In an Amritsar datelined report, the NYT on March 29 showed how a
young Sikh man at the age of 14 abandoned his turban, had a
lifetime’s growth of hair cut off, collected the tresses from the
barbershop floor and packed them into a plastic bag to throw them
into Beas river but didn't feel the pain of his act.
The NYT quoted the teenager as saying: “It was my parents’ idea to
float it down the river...They thought it would be a display of
respect to the hair I had cut off. For me it wasn’t an emotional
moment.”
A large number of young men among the community in India are finding
the turban a bother and turning it into a question of fashion,
deducing that they would look smarter without it.

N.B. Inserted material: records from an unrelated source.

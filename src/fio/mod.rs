//! File I/O Module
//!
//! Abstracts the byte-level operations a data file needs, so that other
//! I/O strategies (e.g. memory-mapped reads) can be plugged in later.

mod file_io;

pub use file_io::FileIo;

use std::path::Path;

use crate::error::Result;

/// Byte-level I/O against one underlying file
pub trait IoManager: Send + Sync {
    /// Read into `buf` starting at `offset`, returning the bytes read.
    /// A short count means the end of the file was reached.
    fn read(&self, buf: &mut [u8], offset: u64) -> Result<usize>;

    /// Append `buf` at the end of the file
    fn write(&self, buf: &[u8]) -> Result<usize>;

    /// Flush to durable storage
    fn sync(&self) -> Result<()>;

    /// Current file size in bytes
    fn size(&self) -> Result<u64>;

    /// Cut the file down to `len` bytes
    fn truncate(&self, len: u64) -> Result<()>;
}

/// Open the default I/O manager for `path`
pub fn new_io_manager(path: &Path) -> Result<Box<dyn IoManager>> {
    Ok(Box::new(FileIo::open(path)?))
}
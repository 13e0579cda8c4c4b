//! Index Module
//!
//! In-memory key -> on-disk position map. The index holds no values; it is
//! rebuilt from the data files on every open.
//!
//! ## Responsibilities
//! - Point lookups for reads and merge liveness checks
//! - Ordered iteration (byte-wise key order) for listing, fold and iterators
//! - Internal synchronization, so lookups are safe without the engine lock
//!
//! ## Implementations
//! - [`BTree`]: `BTreeMap` under a `RwLock`
//! - [`SkipList`]: lock-free `crossbeam_skiplist::SkipMap`
//!
//! New structures are added by implementing [`Indexer`] and registering
//! them in [`new_indexer`]; the engine only sees the trait.

mod btree;
mod iterator;
mod skiplist;

pub use btree::BTree;
pub use iterator::SnapshotIterator;
pub use skiplist::SkipList;

use crate::config::IndexType;
use crate::data::LogRecordPos;

/// Capability set every index implementation provides
pub trait Indexer: Send + Sync {
    /// Insert or overwrite; `false` signals an internal failure
    fn put(&self, key: Vec<u8>, pos: LogRecordPos) -> bool;

    /// Position of `key`, if indexed
    fn get(&self, key: &[u8]) -> Option<LogRecordPos>;

    /// Remove `key`; `false` if it was not present
    fn delete(&self, key: &[u8]) -> bool;

    /// Number of indexed keys
    fn size(&self) -> usize;

    /// Snapshot iterator in ascending (or descending) key order
    fn iterator(&self, reverse: bool) -> Box<dyn IndexIterator>;
}

/// Cursor over index entries
pub trait IndexIterator: Send {
    /// Back to the first entry
    fn rewind(&mut self);

    /// Position at the first key >= `key` (<= `key` when reversed)
    fn seek(&mut self, key: &[u8]);

    /// Advance one entry
    fn next(&mut self);

    /// Whether the cursor points at an entry
    fn valid(&self) -> bool;

    /// Current key (`None` once exhausted)
    fn key(&self) -> Option<&[u8]>;

    /// Current position (`None` once exhausted)
    fn value(&self) -> Option<LogRecordPos>;

    /// Release resources held by the iterator
    fn close(&mut self);
}

/// Build the index implementation selected by `index_type`
pub fn new_indexer(index_type: IndexType) -> Box<dyn Indexer> {
    match index_type {
        IndexType::BTree => Box::new(BTree::new()),
        IndexType::SkipList => Box::new(SkipList::new()),
    }
}
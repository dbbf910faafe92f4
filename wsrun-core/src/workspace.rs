//! Workspace descriptors produced by the scanner.

use std::path::{Path, PathBuf};

use serde::{Deserialize, Serialize};

use crate::manifest::MANIFEST_FILE;

/// A package inside the monorepo.
///
/// `location` is relative to the workspace root and always uses `/` as the
/// separator, so prefix checks such as `packages/` behave the same on every
/// platform.
#[derive(Debug, Clone, PartialEq, Eq, Serialize, Deserialize)]
pub struct Workspace {
    pub name: String,
    pub location: String,
}

impl Workspace {
    pub fn new(name: impl Into<String>, location: impl Into<String>) -> Self {
        Self {
            name: name.into(),
            location: location.into(),
        }
    }

    /// Final path segment of the location; the key for ordering and exclusion.
    #[inline]
    pub fn short_name(&self) -> &str {
        self.location
            .rsplit('/')
            .next()
            .unwrap_or(self.location.as_str())
    }

    pub fn dir(&self, root: &Path) -> PathBuf {
        root.join(&self.location)
    }

    pub fn manifest_path(&self, root: &Path) -> PathBuf {
        self.dir(root).join(MANIFEST_FILE)
    }
}

/// Converts a path relative to the root into a `/`-separated location.
pub(crate) fn to_location(relative: &Path) -> String {
    relative
        .components()
        .filter_map(|c| match c {
            std::path::Component::Normal(n) => Some(n.to_string_lossy().into_owned()),
            _ => None,
        })
        .collect::<Vec<_>>()
        .join("/")
}

#[cfg(test)]
mod tests {
    use super::*;

    #[test]
    fn short_name_is_last_segment() {
        assert_eq!(Workspace::new("@scope/ui", "packages/ui").short_name(), "ui");
        assert_eq!(Workspace::new("x", "packages/nested/deep").short_name(), "deep");
        assert_eq!(Workspace::new("y", "single").short_name(), "single");
    }

    #[test]
    fn location_uses_forward_slashes() {
        let rel: PathBuf = ["packages", "a"].iter().collect();
        assert_eq!(to_location(&rel), "packages/a");
    }
}
//! Trait for reporting run progress.

use crate::output::OutputLine;
use crate::runner::{SkippedTask, TaskResult};

/// Receives everything a run wants to show the user.
///
/// This trait allows the core library to report task progress without
/// directly writing to stdout/stderr. Output lines for one stream of one task
/// arrive in the order the child wrote them.
pub trait RunReporter: Send + Sync {
    /// A planned workspace was skipped before spawning anything.
    fn task_skipped(&self, skipped: &SkippedTask);

    /// A task is about to spawn. Not called in silent mode.
    fn task_started(&self, label: &str, command_line: &str);

    fn output_line(&self, line: &OutputLine);

    /// A started task reached a terminal state.
    fn task_finished(&self, result: &TaskResult);
}

/// Discards everything.
pub struct NullReporter;

impl RunReporter for NullReporter {
    fn task_skipped(&self, _skipped: &SkippedTask) {}
    fn task_started(&self, _label: &str, _command_line: &str) {}
    fn output_line(&self, _line: &OutputLine) {}
    fn task_finished(&self, _result: &TaskResult) {}
}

But now, thankfully, the response is coming in the same coin. Akal
Purakh Ki Fauj, run by SGPC member Jaswinder Singh Advocate, is
reversing the fashion argument on its head and presenting the turban
as the hot fashion on the ramp.
Now, in Amritsar, there is a turban tying training centre offering
free classes for boys, equipped with full-length mirrors and an
instructor teaching the fine art of twisting the cloth into neatly
layered folds on one side and smooth the pleats into sharp lines
with a hooked silver pin, which is then concealed beneath the hair
at the back.
The NYT report also referred to a “Smart Turban 1.0” CD-ROM which
offers "step-by-step instructions to create fashionable looks and
guides new turban wearers on how to choose the most flattering style
according to face shape."
To promote the turban as a fashion item, Sikh leaders have also
started holding Mr. Singh International pageants. Contestants are
judged by looks, moral character, personality, knowledge of Sikh
history and principles, and turban tying skills. The sixth World
Turban Day will be celebrated on April 13 with a march through
Amritsar by thousands of turban-wearing Sikhs.

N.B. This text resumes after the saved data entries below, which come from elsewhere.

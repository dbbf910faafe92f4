//! Chunk-to-line processing for child process output.

use std::borrow::Cow;

use once_cell::sync::Lazy;
use regex::Regex;

/// Cursor positioning, erase and mode set/reset sequences. Anything else
/// (notably SGR color codes) passes through untouched.
static ANSI_CURSOR: Lazy<Regex> = Lazy::new(|| {
    Regex::new(r"\x1b(?:c|\[\d+;\d+[Hf]|\[[HMsuJK]|\[\d+[ABCDEFGnJK]|\[[=?]\d+[hl])")
        .expect("cursor escape pattern is valid")
});

/// Which child stream a line came from.
#[derive(Debug, Clone, Copy, PartialEq, Eq, Hash)]
pub enum OutputStream {
    Stdout,
    Stderr,
}

/// One prefixed line ready for the terminal.
#[derive(Debug, Clone, PartialEq, Eq)]
pub struct OutputLine {
    /// Fixed-width, left-justified package label.
    pub label: String,
    pub line: String,
    pub stream: OutputStream,
}

pub fn strip_ansi_cursor(text: &str) -> Cow<'_, str> {
    ANSI_CURSOR.replace_all(text, "")
}

/// Splits on LF, CRLF and bare CR.
pub fn split_lines(text: &str) -> impl Iterator<Item = &str> {
    text.split("\r\n").flat_map(|part| part.split(['\n', '\r']))
}

/// Turns one decoded chunk into the lines that should be printed.
///
/// The chunk is stripped of cursor sequences and trimmed; a chunk that is
/// empty afterwards produces nothing.
pub fn chunk_lines(chunk: &str) -> Vec<String> {
    let stripped = strip_ansi_cursor(chunk);
    let trimmed = stripped.trim();
    if trimmed.is_empty() {
        return Vec::new();
    }
    split_lines(trimmed).map(str::to_string).collect()
}

/// Decodes raw reads as UTF-8, holding back a multi-byte character that was
/// cut off at the end of a read until the next one arrives.
#[derive(Debug, Default)]
pub struct Utf8Chunker {
    pending: Vec<u8>,
}

impl Utf8Chunker {
    pub fn push(&mut self, bytes: &[u8]) -> String {
        self.pending.extend_from_slice(bytes);

        let mut text = String::new();
        let mut consumed = 0;
        while consumed < self.pending.len() {
            match std::str::from_utf8(&self.pending[consumed..]) {
                Ok(valid) => {
                    text.push_str(valid);
                    consumed = self.pending.len();
                }
                Err(e) => {
                    let valid_end = consumed + e.valid_up_to();
                    text.push_str(&String::from_utf8_lossy(&self.pending[consumed..valid_end]));
                    match e.error_len() {
                        Some(invalid) => {
                            text.push(char::REPLACEMENT_CHARACTER);
                            consumed = valid_end + invalid;
                        }
                        None => {
                            consumed = valid_end;
                            break;
                        }
                    }
                }
            }
        }

        self.pending.drain(..consumed);
        text
    }

    /// Flushes whatever is still held back, lossily.
    pub fn finish(&mut self) -> Option<String> {
        if self.pending.is_empty() {
            return None;
        }
        let text = String::from_utf8_lossy(&self.pending).into_owned();
        self.pending.clear();
        Some(text)
    }
}

#[cfg(test)]
mod tests {
    use super::*;

    #[test]
    fn strips_clear_and_home() {
        assert_eq!(chunk_lines("\u{1b}[2Jhello\u{1b}[H"), vec!["hello"]);
    }

    #[test]
    fn keeps_color_codes() {
        let colored = "\u{1b}[32mok\u{1b}[39m";
        assert_eq!(strip_ansi_cursor(colored), colored);
    }

    #[test]
    fn strips_each_recognized_family() {
        let input = "\u{1b}c\u{1b}[12;4Ha\u{1b}[3Ab\u{1b}[?25lc\u{1b}[=7hd\u{1b}[K";
        assert_eq!(strip_ansi_cursor(input), "abcd");
    }

    #[test]
    fn splits_mixed_line_endings() {
        let lines: Vec<&str> = split_lines("a\nb\r\nc\rd").collect();
        assert_eq!(lines, vec!["a", "b", "c", "d"]);
    }

    #[test]
    fn whitespace_only_chunk_is_dropped() {
        assert!(chunk_lines("  \n\r\n ").is_empty());
        assert!(chunk_lines("\u{1b}[2J").is_empty());
    }

    #[test]
    fn inner_blank_lines_survive() {
        assert_eq!(chunk_lines("\na\n\nb\n"), vec!["a", "", "b"]);
    }

    #[test]
    fn chunker_holds_split_character() {
        let bytes = "héllo".as_bytes();
        let mut chunker = Utf8Chunker::default();
        let first = chunker.push(&bytes[..2]);
        let second = chunker.push(&bytes[2..]);
        assert_eq!(first, "h");
        assert_eq!(second, "éllo");
        assert_eq!(chunker.finish(), None);
    }

    #[test]
    fn chunker_holds_split_character_after_invalid_byte() {
        let mut chunker = Utf8Chunker::default();
        assert_eq!(chunker.push(&[b'a', 0xFF, b'b', 0xC3]), "a\u{FFFD}b");
        assert_eq!(chunker.push(&[0xA9, b'!']), "\u{e9}!");
        assert_eq!(chunker.finish(), None);
    }
}
//! Diagnostics printed around a run.

use owo_colors::OwoColorize;
use wsrun_core::{InvalidDescriptor, RunSummary};

use super::status::Status;

/// Prints the path of every descriptor the scanner had to skip.
pub fn print_invalid_descriptors(invalid: &[InvalidDescriptor]) {
    for descriptor in invalid {
        eprintln!("{}", descriptor.path.display().to_string().red().bold());
        tracing::debug!("{}", descriptor.message);
    }
}

/// Lists failed tasks once every task has finished.
pub fn print_run_failures(summary: &RunSummary) {
    eprintln!();
    for result in summary.failures() {
        let detail = match result.exit_code() {
            Some(code) => format!("exit code {}", code),
            None => "no exit code".to_string(),
        };
        eprintln!(
            "  {} {} {}",
            Status::Error.symbol().red(),
            result.workspace.bold(),
            format!("({}, {})", result.location, detail).bright_black()
        );
    }
}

The NYT quoted Jaswinder Singh as estimating that half of India’s
Sikh men now forgo the turban, compared with just 10 percent a
couple of decades ago. “We are going to have to battle hard to turn
back the tide. Otherwise, another 20 years will pass and India won’t
have any more Sikhs in turbans.”
The dwindling numbers of turban wearers reflects less a loss of
spirituality than encroaching Westernization and the accelerating
pace of Indian life. India began liberalizing its economy in 1990,
more people began traveling abroad and satellite television arrived
in the villages of Punjab. Working mothers are too rushed to help
their sons master the skill of wrapping a turban and increasingly
they just shrug and let them cut their hair. Youth take film stars
as their idols.
In addition, since the Sept. 11, 2001, attacks, Sikhs traveling
abroad have complained of being mistaken for turban-wearing Taliban
and harassed by airport security guards.
India's PM Manmohan Singh and and Army chief J J Singh sport turbans
but are no style icons. That space is now being filled by by the
likes of popular pop-folk belter Pammi Bai who sings of the glory of
wearing a turban in a single released as part of the campaign.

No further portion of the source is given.